### Task statement
Scan the records for the string "inside" and copy every line that holds it.
--- Material for this exercise Enclosed Below ---
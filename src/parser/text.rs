//! Text extraction from description trees.
//!
//! Doxygen wraps descriptive prose in arbitrarily nested markup (`para`,
//! emphasis, references). The functions here flatten a subtree back into a
//! single line of text, in document order, independent of nesting depth.

use roxmltree::Node;

/// Formatting switches for text extraction.
#[derive(Debug, Clone, Copy, Default)]
pub struct TextOptions {
    /// Also collapse whitespace runs inside each text fragment. Used for
    /// brief text, where fragment-carried spacing reads ragged inline.
    pub collapse_whitespace: bool,
}

impl TextOptions {
    pub fn collapsed() -> Self {
        TextOptions {
            collapse_whitespace: true,
        }
    }
}

/// All text beneath `node` in document order, each leaf trimmed, leaves
/// joined with single spaces, the whole trimmed. Absent input yields `""`.
pub fn node_text(node: Option<Node>, opts: TextOptions) -> String {
    node_text_excluding(node, &[], opts)
}

/// Like [`node_text`], but subtrees whose element tag is listed in
/// `excluded` contribute nothing. Text following an excluded element is
/// still kept.
pub fn node_text_excluding(node: Option<Node>, excluded: &[&str], opts: TextOptions) -> String {
    let Some(node) = node else {
        return String::new();
    };
    let mut parts = Vec::new();
    collect_leaves(node, excluded, &mut parts);
    let joined = parts.join(" ");
    if opts.collapse_whitespace {
        joined.split_whitespace().collect::<Vec<_>>().join(" ")
    } else {
        joined.trim().to_string()
    }
}

fn collect_leaves<'a, 'i>(node: Node<'a, 'i>, excluded: &[&str], parts: &mut Vec<&'a str>) {
    for child in node.children() {
        if child.is_text() {
            if let Some(t) = child.text() {
                parts.push(t.trim());
            }
        } else if child.is_element() && !excluded.contains(&child.tag_name().name()) {
            collect_leaves(child, excluded, parts);
        }
    }
}
//! Member extraction — one flat record per function or variable.

use crate::model::{Member, MemberKind, Parameter};
use crate::parser::child;
use crate::parser::text::{node_text, node_text_excluding, TextOptions};
use roxmltree::Node;

/// Sub-blocks extracted separately and therefore excluded from the
/// remaining detailed text: parameter lists, and every `simplesect`
/// admonition (return, warning, note).
const DETAIL_EXCLUDED: &[&str] = &["parameterlist", "simplesect"];

/// Build a [`Member`] from one `memberdef` node.
///
/// Missing sub-nodes degrade to empty fields; nothing here fails.
pub fn parse_member(node: Node, kind: MemberKind) -> Member {
    let plain = TextOptions::default();

    let name = node_text(child(node, "name"), plain);
    let signature = node_text(child(node, "definition"), plain);
    let brief = node_text(child(node, "briefdescription"), TextOptions::collapsed());
    let detailed_node = child(node, "detaileddescription");

    let parameters = resolve_parameters(node, detailed_node);

    let return_description = detailed_node
        .map(|d| {
            d.descendants()
                .filter(|n| {
                    n.has_tag_name("simplesect") && n.attribute("kind") == Some("return")
                })
                .map(|n| node_text(Some(n), plain))
                .collect::<Vec<_>>()
                .join(" ")
        })
        .unwrap_or_default();

    let detailed = node_text_excluding(detailed_node, DETAIL_EXCLUDED, plain);
    let return_type = node_text(child(node, "type"), plain);

    Member {
        kind,
        name,
        signature,
        brief,
        detailed,
        parameters,
        return_description,
        return_type,
    }
}

/// Two-pass parameter resolution.
///
/// Pass one takes the positional declarations; entries without a name are
/// dropped. Pass two scans the `parameterlist` description block inside the
/// detailed description and fills descriptions in by exact name match;
/// entries naming an unknown parameter are dropped.
pub fn resolve_parameters(member: Node, detailed: Option<Node>) -> Vec<Parameter> {
    let plain = TextOptions::default();

    let mut params: Vec<Parameter> = member
        .children()
        .filter(|c| c.has_tag_name("param"))
        .filter_map(|p| {
            let name = node_text(child(p, "declname"), plain);
            if name.is_empty() {
                return None;
            }
            Some(Parameter {
                name,
                ty: node_text(child(p, "type"), plain),
                description: String::new(),
            })
        })
        .collect();

    let Some(detailed) = detailed else {
        return params;
    };
    let Some(plist) = detailed
        .descendants()
        .find(|n| n.has_tag_name("parameterlist") && n.attribute("kind") == Some("param"))
    else {
        return params;
    };

    for item in plist.children().filter(|c| c.has_tag_name("parameteritem")) {
        let (Some(names), Some(desc_node)) = (
            child(item, "parameternamelist"),
            child(item, "parameterdescription"),
        ) else {
            continue;
        };
        let pname = node_text(child(names, "parametername"), plain);

        // Prefer distinct paragraphs for a clean description; otherwise
        // take the full text with nested admonitions left out.
        let paras: Vec<Node> = desc_node
            .children()
            .filter(|c| c.has_tag_name("para"))
            .collect();
        let pdesc = if paras.is_empty() {
            node_text_excluding(Some(desc_node), &["simplesect"], plain)
        } else {
            paras
                .iter()
                .map(|p| node_text(Some(*p), plain))
                .collect::<Vec<_>>()
                .join(" ")
        };

        for existing in params.iter_mut().filter(|p| p.name == pname) {
            existing.description = pdesc.clone();
        }
    }

    params
}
--- End of Enclosed Material for this exercise ---
### Result
    /// Also collapse whitespace runs inside each text fragment. Used for
/// dropped. Pass two scans the `parameterlist` description block inside the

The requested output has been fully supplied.